Give the data again in full, exactly as written below.
### EXTRACTED DATA ###
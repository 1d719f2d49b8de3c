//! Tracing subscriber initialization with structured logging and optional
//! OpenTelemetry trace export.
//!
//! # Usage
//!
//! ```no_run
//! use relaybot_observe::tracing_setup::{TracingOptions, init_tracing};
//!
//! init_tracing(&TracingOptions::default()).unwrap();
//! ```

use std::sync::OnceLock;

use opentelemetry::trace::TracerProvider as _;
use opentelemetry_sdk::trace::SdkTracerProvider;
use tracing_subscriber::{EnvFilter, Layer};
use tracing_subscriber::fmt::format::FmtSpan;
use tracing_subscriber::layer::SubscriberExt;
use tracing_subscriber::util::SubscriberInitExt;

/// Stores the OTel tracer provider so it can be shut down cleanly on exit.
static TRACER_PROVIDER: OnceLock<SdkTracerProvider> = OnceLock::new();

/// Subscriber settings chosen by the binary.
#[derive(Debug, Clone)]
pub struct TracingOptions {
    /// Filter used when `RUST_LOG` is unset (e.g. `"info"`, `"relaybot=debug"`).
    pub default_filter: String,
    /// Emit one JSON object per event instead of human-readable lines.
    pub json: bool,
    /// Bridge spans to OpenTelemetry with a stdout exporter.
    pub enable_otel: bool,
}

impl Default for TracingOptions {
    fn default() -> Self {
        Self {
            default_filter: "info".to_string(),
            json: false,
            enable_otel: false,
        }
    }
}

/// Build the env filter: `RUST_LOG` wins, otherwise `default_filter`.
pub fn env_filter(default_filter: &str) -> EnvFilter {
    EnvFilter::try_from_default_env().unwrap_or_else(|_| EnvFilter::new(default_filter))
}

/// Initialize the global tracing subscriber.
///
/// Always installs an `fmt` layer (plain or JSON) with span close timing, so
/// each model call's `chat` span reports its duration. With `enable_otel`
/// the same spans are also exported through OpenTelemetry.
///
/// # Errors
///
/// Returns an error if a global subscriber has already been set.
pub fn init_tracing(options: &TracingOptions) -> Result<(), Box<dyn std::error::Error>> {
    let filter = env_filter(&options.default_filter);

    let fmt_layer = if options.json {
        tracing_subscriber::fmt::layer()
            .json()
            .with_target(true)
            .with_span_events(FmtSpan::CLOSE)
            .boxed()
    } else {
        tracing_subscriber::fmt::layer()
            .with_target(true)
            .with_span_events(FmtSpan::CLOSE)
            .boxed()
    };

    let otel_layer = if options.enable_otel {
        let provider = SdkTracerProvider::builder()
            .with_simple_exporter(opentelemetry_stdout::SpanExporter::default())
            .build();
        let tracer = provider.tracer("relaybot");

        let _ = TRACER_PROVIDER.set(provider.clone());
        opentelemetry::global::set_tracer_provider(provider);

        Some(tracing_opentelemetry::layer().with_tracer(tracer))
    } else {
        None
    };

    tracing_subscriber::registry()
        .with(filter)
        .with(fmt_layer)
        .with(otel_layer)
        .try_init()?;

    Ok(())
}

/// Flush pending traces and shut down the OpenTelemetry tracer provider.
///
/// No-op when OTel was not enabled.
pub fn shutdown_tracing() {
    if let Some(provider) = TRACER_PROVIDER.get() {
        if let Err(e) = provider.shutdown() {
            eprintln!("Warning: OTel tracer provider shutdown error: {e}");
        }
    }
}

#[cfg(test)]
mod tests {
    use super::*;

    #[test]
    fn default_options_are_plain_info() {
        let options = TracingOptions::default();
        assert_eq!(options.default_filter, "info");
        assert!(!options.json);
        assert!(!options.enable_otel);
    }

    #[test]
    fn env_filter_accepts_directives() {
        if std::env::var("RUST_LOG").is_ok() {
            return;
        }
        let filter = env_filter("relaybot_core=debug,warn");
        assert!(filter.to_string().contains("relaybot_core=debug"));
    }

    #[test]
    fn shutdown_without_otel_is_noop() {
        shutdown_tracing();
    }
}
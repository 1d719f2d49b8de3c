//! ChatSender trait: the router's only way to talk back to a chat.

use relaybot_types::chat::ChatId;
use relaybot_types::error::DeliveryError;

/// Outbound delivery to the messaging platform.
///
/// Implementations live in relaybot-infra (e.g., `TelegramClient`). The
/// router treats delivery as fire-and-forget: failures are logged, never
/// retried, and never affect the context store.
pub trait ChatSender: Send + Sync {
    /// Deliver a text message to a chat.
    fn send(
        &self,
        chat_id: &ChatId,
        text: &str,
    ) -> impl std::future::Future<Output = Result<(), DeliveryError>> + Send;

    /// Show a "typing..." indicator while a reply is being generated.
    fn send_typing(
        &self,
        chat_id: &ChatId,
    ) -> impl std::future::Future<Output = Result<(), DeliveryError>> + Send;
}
###
• ANSWER TO THIS EXERCISE:
repository 1d719f2d49b8de3c
//! Tracing subscriber initialization with structured logging and optional
//! OpenTelemetry trace export.
//!
//! # Usage
//!
//! ```no_run
//! use relaybot_observe::tracing_setup::{TracingOptions, init_tracing};
//!
//! init_tracing(&TracingOptions::default()).unwrap();
//! ```

use std::sync::OnceLock;

use opentelemetry::trace::TracerProvider as _;
use opentelemetry_sdk::trace::SdkTracerProvider;
use tracing_subscriber::{EnvFilter, Layer};
use tracing_subscriber::fmt::format::FmtSpan;
use tracing_subscriber::layer::SubscriberExt;
use tracing_subscriber::util::SubscriberInitExt;

/// Stores the OTel tracer provider so it can be shut down cleanly on exit.
static TRACER_PROVIDER: OnceLock<SdkTracerProvider> = OnceLock::new();

/// Subscriber settings chosen by the binary.
#[derive(Debug, Clone)]
pub struct TracingOptions {
    /// Filter used when `RUST_LOG` is unset (e.g. `"info"`, `"relaybot=debug"`).
    pub default_filter: String,
    /// Emit one JSON object per event instead of human-readable lines.
    pub json: bool,
    /// Bridge spans to OpenTelemetry with a stdout exporter.
    pub enable_otel: bool,
}

impl Default for TracingOptions {
    fn default() -> Self {
        Self {
            default_filter: "info".to_string(),
            json: false,
            enable_otel: false,
        }
    }
}

/// Build the env filter: `RUST_LOG` wins, otherwise `default_filter`.
pub fn env_filter(default_filter: &str) -> EnvFilter {
    EnvFilter::try_from_default_env().unwrap_or_else(|_| EnvFilter::new(default_filter))
}

/// Initialize the global tracing subscriber.
///
/// Always installs an `fmt` layer (plain or JSON) with span close timing, so
/// each model call's `chat` span reports its duration. With `enable_otel`
/// the same spans are also exported through OpenTelemetry.
///
/// # Errors
///
/// Returns an error if a global subscriber has already been set.
pub fn init_tracing(options: &TracingOptions) -> Result<(), Box<dyn std::error::Error>> {
    let filter = env_filter(&options.default_filter);

    let fmt_layer = if options.json {
        tracing_subscriber::fmt::layer()
            .json()
            .with_target(true)
            .with_span_events(FmtSpan::CLOSE)
            .boxed()
    } else {
        tracing_subscriber::fmt::layer()
            .with_target(true)
            .with_span_events(FmtSpan::CLOSE)
            .boxed()
    };

    let otel_layer = if options.enable_otel {
        let provider = SdkTracerProvider::builder()
            .with_simple_exporter(opentelemetry_stdout::SpanExporter::default())
            .build();
        let tracer = provider.tracer("relaybot");

        let _ = TRACER_PROVIDER.set(provider.clone());
        opentelemetry::global::set_tracer_provider(provider);

        Some(tracing_opentelemetry::layer().with_tracer(tracer))
    } else {
        None
    };

    tracing_subscriber::registry()
        .with(filter)
        .with(fmt_layer)
        .with(otel_layer)
        .try_init()?;

    Ok(())
}

/// Flush pending traces and shut down the OpenTelemetry tracer provider.
///
/// No-op when OTel was not enabled.
pub fn shutdown_tracing() {
    if let Some(provider) = TRACER_PROVIDER.get() {
        if let Err(e) = provider.shutdown() {
            eprintln!("Warning: OTel tracer provider shutdown error: {e}");
        }
    }
}

#[cfg(test)]
mod tests {
    use super::*;

    #[test]
    fn default_options_are_plain_info() {
        let options = TracingOptions::default();
        assert_eq!(options.default_filter, "info");
        assert!(!options.json);
        assert!(!options.enable_otel);
    }

    #[test]
    fn env_filter_accepts_directives() {
        if std::env::var("RUST_LOG").is_ok() {
            return;
        }
        let filter = env_filter("relaybot_core=debug,warn");
        assert!(filter.to_string().contains("relaybot_core=debug"));
    }

    #[test]
    fn shutdown_without_otel_is_noop() {
        shutdown_tracing();
    }
}
repository 1d719f2d49b8de3c
//! ChatSender trait: the router's only way to talk back to a chat.

use relaybot_types::chat::ChatId;
use relaybot_types::error::DeliveryError;

/// Outbound delivery to the messaging platform.
///
/// Implementations live in relaybot-infra (e.g., `TelegramClient`). The
/// router treats delivery as fire-and-forget: failures are logged, never
/// retried, and never affect the context store.
pub trait ChatSender: Send + Sync {
    /// Deliver a text message to a chat.
    fn send(
        &self,
        chat_id: &ChatId,
        text: &str,
    ) -> impl std::future::Future<Output = Result<(), DeliveryError>> + Send;

    /// Show a "typing..." indicator while a reply is being generated.
    fn send_typing(
        &self,
        chat_id: &ChatId,
    ) -> impl std::future::Future<Output = Result<(), DeliveryError>> + Send;
}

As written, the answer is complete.